NEW YORK, March 12, 2019 /PRNewswire/ — Many of the world’s most creative people (think Thomas Edison, Pablo Picasso, and Steve Jobs) often achieve great fame. But does creativity alone translate into critical acclaim? New research by Paul Ingram, Kravis Professor of Business at Columbia Business School, finds that there’s another factor at play: social networks.
In the paper, “Fame as an Illusion of Creativity: Evidence from the Pioneers of Abstract Art,” Ingram and co-author Mitali Banerjee of HEC Paris, examine the link between fame, creativity, and social networks. By focusing on the implications of social ties on the level of fame achieved by 90 pioneering abstract artists (rather than famous scientists, musicians, or filmmakers) the researchers were able to determine how peer relationships facilitate individual-level creative output, rather than team output.

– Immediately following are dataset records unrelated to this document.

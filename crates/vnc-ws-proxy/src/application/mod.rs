//! Application layer for vnc-ws-proxy.
//!
//! The application layer knows *what* happens on a connection: which bytes
//! the RFB/VeNCrypt handshake exchanges, how a backend address is chosen, and
//! which failures end a session.  It delegates *how* bytes move (sockets,
//! TLS, WebSocket framing) to the infrastructure layer.
//!
//! # Responsibilities
//!
//! - The handshake steps, generic over any `AsyncRead + AsyncWrite`
//! - The `AddressResolver` contract and its stock implementations
//! - The `ProxyError` taxonomy and expected-closure classification
//!
//! # What does NOT belong here?
//!
//! - Dialing or listening (that is infrastructure)
//! - Tokio task spawning (that happens in the infrastructure layer)
//! - TLS client configuration (handled by `infrastructure::tls`)

pub mod error;
pub mod handshake;
pub mod resolver;

pub use error::{CopyError, Direction, ProxyError, ResolveError};
pub use resolver::{resolve_guarded, AddressResolver, StaticResolver, TokenResolver};
//! TLS client for the backend leg.
//!
//! After the VeNCrypt sub-negotiation selects X.509-None, the proxy runs a
//! TLS client handshake directly over the backend socket.  [`TlsUpgrader`]
//! holds the `rustls` client configuration, built once from [`TlsMaterial`]
//! when the orchestrator is configured:
//!
//! | `ca_certs` | client cert + key | Result                                   |
//! |------------|-------------------|------------------------------------------|
//! | set        | set               | verify backend chain, present identity   |
//! | set        | unset             | verify backend chain, no client identity |
//! | unset      | set               | **no verification**, present identity    |
//! | unset      | unset             | **no verification**, no client identity  |
//!
//! Without a CA bundle the backend is *not* authenticated.  Most VNC servers
//! run with self-signed certificates, so this is the common deployment, but
//! it leaves the backend leg open to an active man-in-the-middle.  The
//! orchestrator logs a warning when it builds an unverified upgrader.

use std::fs::File;
use std::io::BufReader;
use std::path::Path;
use std::sync::Arc;
use std::time::Duration;

use rustls::client::danger::{HandshakeSignatureValid, ServerCertVerified, ServerCertVerifier};
use rustls::crypto::CryptoProvider;
use rustls::pki_types::{CertificateDer, PrivateKeyDer, ServerName, UnixTime};
use rustls::{ClientConfig, DigitallySignedStruct, RootCertStore, SignatureScheme};
use tokio::net::TcpStream;
use tokio_rustls::client::TlsStream;
use tokio_rustls::TlsConnector;

use crate::application::error::ProxyError;
use crate::domain::TlsMaterial;

/// Reads every certificate in a PEM file.
///
/// # Errors
///
/// Returns [`ProxyError::TlsConfiguration`] when the file cannot be opened or
/// contains no parsable certificate.
pub fn load_certificates(path: &Path) -> Result<Vec<CertificateDer<'static>>, ProxyError> {
    let file = File::open(path).map_err(|e| cert_error(path, e))?;
    let mut reader = BufReader::new(file);

    let certs = rustls_pemfile::certs(&mut reader)
        .collect::<Result<Vec<_>, _>>()
        .map_err(|e| cert_error(path, e))?;
    if certs.is_empty() {
        return Err(cert_error(path, "no certificates found in file"));
    }
    Ok(certs)
}

/// Reads the first private key (PKCS#8, PKCS#1 or SEC1) in a PEM file.
///
/// # Errors
///
/// Returns [`ProxyError::TlsConfiguration`] when the file cannot be opened or
/// holds no key.
pub fn load_private_key(path: &Path) -> Result<PrivateKeyDer<'static>, ProxyError> {
    let file = File::open(path).map_err(|e| key_error(path, e))?;
    let mut reader = BufReader::new(file);

    rustls_pemfile::private_key(&mut reader)
        .map_err(|e| key_error(path, e))?
        .ok_or_else(|| key_error(path, "no private key found in file"))
}

fn cert_error(path: &Path, cause: impl std::fmt::Display) -> ProxyError {
    ProxyError::TlsConfiguration(format!(
        "failed to load certificate from {}: {cause}",
        path.display()
    ))
}

fn key_error(path: &Path, cause: impl std::fmt::Display) -> ProxyError {
    ProxyError::TlsConfiguration(format!(
        "failed to load private key from {}: {cause}",
        path.display()
    ))
}

// ── TlsUpgrader ───────────────────────────────────────────────────────────────

/// Performs the backend TLS handshake with a prebuilt client configuration.
#[derive(Clone)]
pub struct TlsUpgrader {
    connector: TlsConnector,
    verifies_backend: bool,
}

impl std::fmt::Debug for TlsUpgrader {
    fn fmt(&self, f: &mut std::fmt::Formatter<'_>) -> std::fmt::Result {
        f.debug_struct("TlsUpgrader")
            .field("verifies_backend", &self.verifies_backend)
            .finish_non_exhaustive()
    }
}

impl TlsUpgrader {
    /// Builds the client configuration from certificate paths.
    ///
    /// # Errors
    ///
    /// Returns [`ProxyError::TlsConfiguration`] when exactly one of the client
    /// certificate and key is configured, when any file fails to load, or
    /// when `rustls` rejects the resulting configuration.
    pub fn from_material(material: &TlsMaterial) -> Result<Self, ProxyError> {
        material.validate().map_err(ProxyError::TlsConfiguration)?;

        let provider = Arc::new(rustls::crypto::ring::default_provider());
        let builder = ClientConfig::builder_with_provider(Arc::clone(&provider))
            .with_safe_default_protocol_versions()
            .map_err(|e| {
                ProxyError::TlsConfiguration(format!("failed to set protocol versions: {e}"))
            })?;

        let builder = match &material.ca_certs {
            Some(ca_path) => {
                let mut roots = RootCertStore::empty();
                for cert in load_certificates(ca_path)? {
                    roots.add(cert).map_err(|e| cert_error(ca_path, e))?;
                }
                builder.with_root_certificates(roots)
            }
            None => builder
                .dangerous()
                .with_custom_certificate_verifier(Arc::new(NoCertificateVerification(provider))),
        };

        let config = match (&material.client_cert, &material.client_key) {
            (Some(cert_path), Some(key_path)) => {
                let certs = load_certificates(cert_path)?;
                let key = load_private_key(key_path)?;
                builder.with_client_auth_cert(certs, key).map_err(|e| {
                    ProxyError::TlsConfiguration(format!("invalid client certificate: {e}"))
                })?
            }
            _ => builder.with_no_client_auth(),
        };

        Ok(Self {
            connector: TlsConnector::from(Arc::new(config)),
            verifies_backend: material.verifies_backend(),
        })
    }

    /// Returns `true` when the backend chain is checked against a CA bundle.
    pub fn verifies_backend(&self) -> bool {
        self.verifies_backend
    }

    /// Runs the TLS client handshake over `stream`.
    ///
    /// `server_name` is sent as SNI and, when verification is on, checked
    /// against the backend certificate.
    ///
    /// # Errors
    ///
    /// - [`ProxyError::TlsConfiguration`] if `server_name` is not a valid DNS
    ///   name or IP address.
    /// - [`ProxyError::TlsHandshake`] if the handshake fails.
    /// - [`ProxyError::StepTimeout`] if it does not finish within `limit`.
    pub async fn upgrade(
        &self,
        stream: TcpStream,
        server_name: &str,
        limit: Duration,
    ) -> Result<TlsStream<TcpStream>, ProxyError> {
        let name = ServerName::try_from(server_name.to_string()).map_err(|_| {
            ProxyError::TlsConfiguration(format!("invalid TLS server name {server_name:?}"))
        })?;

        match tokio::time::timeout(limit, self.connector.connect(name, stream)).await {
            Ok(Ok(tls)) => Ok(tls),
            Ok(Err(e)) => Err(ProxyError::TlsHandshake(e)),
            Err(_) => Err(ProxyError::StepTimeout {
                step: "TLS handshake",
                timeout: limit,
            }),
        }
    }
}

/// Accepts any backend certificate.  Signatures are still checked so the
/// handshake itself stays well-formed.
#[derive(Debug)]
struct NoCertificateVerification(Arc<CryptoProvider>);

impl ServerCertVerifier for NoCertificateVerification {
    fn verify_server_cert(
        &self,
        _end_entity: &CertificateDer<'_>,
        _intermediates: &[CertificateDer<'_>],
        _server_name: &ServerName<'_>,
        _ocsp_response: &[u8],
        _now: UnixTime,
    ) -> Result<ServerCertVerified, rustls::Error> {
        Ok(ServerCertVerified::assertion())
    }

    fn verify_tls12_signature(
        &self,
        message: &[u8],
        cert: &CertificateDer<'_>,
        dss: &DigitallySignedStruct,
    ) -> Result<HandshakeSignatureValid, rustls::Error> {
        rustls::crypto::verify_tls12_signature(
            message,
            cert,
            dss,
            &self.0.signature_verification_algorithms,
        )
    }

    fn verify_tls13_signature(
        &self,
        message: &[u8],
        cert: &CertificateDer<'_>,
        dss: &DigitallySignedStruct,
    ) -> Result<HandshakeSignatureValid, rustls::Error> {
        rustls::crypto::verify_tls13_signature(
            message,
            cert,
            dss,
            &self.0.signature_verification_algorithms,
        )
    }

    fn supported_verify_schemes(&self) -> Vec<SignatureScheme> {
        self.0.signature_verification_algorithms.supported_schemes()
    }
}

// ── Tests ─────────────────────────────────────────────────────────────────────
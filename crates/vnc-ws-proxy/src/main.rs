//! VNC WebSocket proxy: entry point.
//!
//! This binary accepts WebSocket connections from browser VNC clients and
//! relays them to VNC servers.  When a backend prefers VeNCrypt, the proxy
//! upgrades the backend connection to TLS itself so that browser clients,
//! which cannot speak VeNCrypt, still get an encrypted backend leg.
//!
//! # Usage
//!
//! ```text
//! vnc-ws-proxy [OPTIONS]
//!
//! Options:
//!   --config  <FILE>   TOML configuration file
//!   --bind    <ADDR>   WebSocket listener address [default: 0.0.0.0:6080]
//!   --path    <PATH>   WebSocket request path [default: /ws]
//!   --backend <ADDR>   Default VNC backend [default: 127.0.0.1:5901]
//!   --tls              Enable the VeNCrypt probe and TLS upgrade
//! ```
//!
//! # Environment variable overrides
//!
//! CLI args take precedence over environment variables, and both take
//! precedence over the configuration file.
//!
//! | Variable            | Description                      |
//! |---------------------|----------------------------------|
//! | `VNC_PROXY_CONFIG`  | Path of the TOML config file     |
//! | `VNC_PROXY_BIND`    | WebSocket listener address       |
//! | `VNC_PROXY_PATH`    | WebSocket request path           |
//! | `VNC_PROXY_BACKEND` | Default VNC backend address      |
//! | `VNC_PROXY_TLS`     | `true` to enable the TLS upgrade |
//!
//! Logging is controlled by `RUST_LOG` (default `info`).

use std::net::SocketAddr;
use std::path::PathBuf;
use std::sync::{
    atomic::{AtomicBool, Ordering},
    Arc,
};

use anyhow::Context;
use clap::Parser;
use tracing::info;
use tracing_subscriber::EnvFilter;

use vnc_ws_proxy::application::{AddressResolver, TokenResolver};
use vnc_ws_proxy::domain::ProxyConfig;
use vnc_ws_proxy::infrastructure::{load_config, run_server, ProxyOrchestrator};

// ── CLI argument definitions ──────────────────────────────────────────────────

/// WebSocket-to-VNC proxy with transparent VeNCrypt upgrade.
///
/// Every flag is optional.  Unset flags fall back to the configuration file,
/// then to the built-in defaults.
#[derive(Debug, Parser)]
#[command(
    name = "vnc-ws-proxy",
    about = "WebSocket-to-VNC proxy with transparent VeNCrypt/X.509 upgrade",
    version
)]
struct Cli {
    /// Path of a TOML configuration file.
    #[arg(long, env = "VNC_PROXY_CONFIG")]
    config: Option<PathBuf>,

    /// Address and port for the WebSocket listener, e.g. `0.0.0.0:6080`.
    #[arg(long, env = "VNC_PROXY_BIND")]
    bind: Option<SocketAddr>,

    /// The only request path accepted for the WebSocket upgrade.
    #[arg(long, env = "VNC_PROXY_PATH")]
    path: Option<String>,

    /// VNC backend used when no token table is configured, or when a
    /// request carries no token.
    #[arg(long, env = "VNC_PROXY_BACKEND")]
    backend: Option<String>,

    /// Probe backends for VeNCrypt and upgrade the backend leg to TLS.
    #[arg(long, env = "VNC_PROXY_TLS")]
    tls: bool,
}

impl Cli {
    /// Loads the configuration file (if any) and applies the CLI overrides.
    ///
    /// # Errors
    ///
    /// Returns an error if the file cannot be loaded or `--path` does not
    /// start with `/`.
    fn into_proxy_config(self) -> anyhow::Result<ProxyConfig> {
        let mut config = match &self.config {
            Some(path) => load_config(path)
                .with_context(|| format!("failed to load config {}", path.display()))?,
            None => ProxyConfig::default(),
        };

        if let Some(bind) = self.bind {
            config.server.bind_addr = bind;
        }
        if let Some(path) = self.path {
            anyhow::ensure!(path.starts_with('/'), "--path must start with '/', got {path:?}");
            config.server.ws_path = path;
        }
        if let Some(backend) = self.backend {
            config.settings.default_backend = backend;
        }
        if self.tls {
            config.settings.encryption_enabled = true;
        }
        Ok(config)
    }
}

/// Picks the address resolver for `config`.
///
/// A non-empty token table selects the [`TokenResolver`], falling back to
/// the default backend for requests without a token.  Otherwise `None` is
/// returned and the orchestrator sends everything to the default backend.
fn build_resolver(config: &ProxyConfig) -> Option<Arc<dyn AddressResolver>> {
    if config.tokens.is_empty() {
        return None;
    }
    let resolver = TokenResolver::new(config.tokens.clone())
        .with_fallback(config.settings.default_backend.clone());
    Some(Arc::new(resolver))
}

// ── Entry point ───────────────────────────────────────────────────────────────

/// Program entry point.
///
/// # What happens at startup
///
/// 1. `tracing_subscriber` is initialised; the level comes from `RUST_LOG`.
/// 2. CLI arguments are parsed and merged with the configuration file.
/// 3. The [`ProxyOrchestrator`] is built.  TLS material is loaded here, so
///    a bad certificate path stops the process before it listens.
/// 4. A Ctrl+C handler clears a shared `AtomicBool`.
/// 5. [`run_server`] accepts browser connections until the flag is cleared.
#[tokio::main]
async fn main() -> anyhow::Result<()> {
    tracing_subscriber::fmt()
        .with_env_filter(
            EnvFilter::try_from_default_env().unwrap_or_else(|_| EnvFilter::new("info")),
        )
        .init();

    let config = Cli::parse().into_proxy_config()?;
    let resolver = build_resolver(&config);

    info!(
        bind = %config.server.bind_addr,
        path = %config.server.ws_path,
        default_backend = %config.settings.default_backend,
        tokens = config.tokens.len(),
        tls = config.settings.encryption_enabled,
        "VNC WebSocket proxy starting"
    );

    let orchestrator = ProxyOrchestrator::configure(resolver, config.settings)
        .context("failed to configure the proxy")?;

    let running = Arc::new(AtomicBool::new(true));
    let running_clone = Arc::clone(&running);

    // The accept loop in `run_server` checks this flag every 200 ms.
    tokio::spawn(async move {
        match tokio::signal::ctrl_c().await {
            Ok(()) => {
                info!("received Ctrl+C; initiating graceful shutdown");
                running_clone.store(false, Ordering::Relaxed);
            }
            Err(e) => {
                tracing::error!("failed to listen for Ctrl+C signal: {e}");
            }
        }
    });

    run_server(config.server, Arc::new(orchestrator), running).await?;

    info!("VNC WebSocket proxy stopped");
    Ok(())
}

// ── Tests ─────────────────────────────────────────────────────────────────────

Contrary to conventional literature, Banerjee and Ingram found that there was no statistical support for the relationship between an artist’s creativity and the fame they ultimately achieved. Neither an expert measure of creativity, nor a computational measure of an artist’s novelty, calculated through machine learning, mediated the relationship between an artist’s local network structure and their fame.
Furthermore, the researchers found that those individuals who possessed a diverse set of personal friends and professional contacts from different industries were statistically more likely to become famous. Those who had influential networks that overlapped or were more homogenous were, on the other hand, less likely to achieve wide-reaching fame.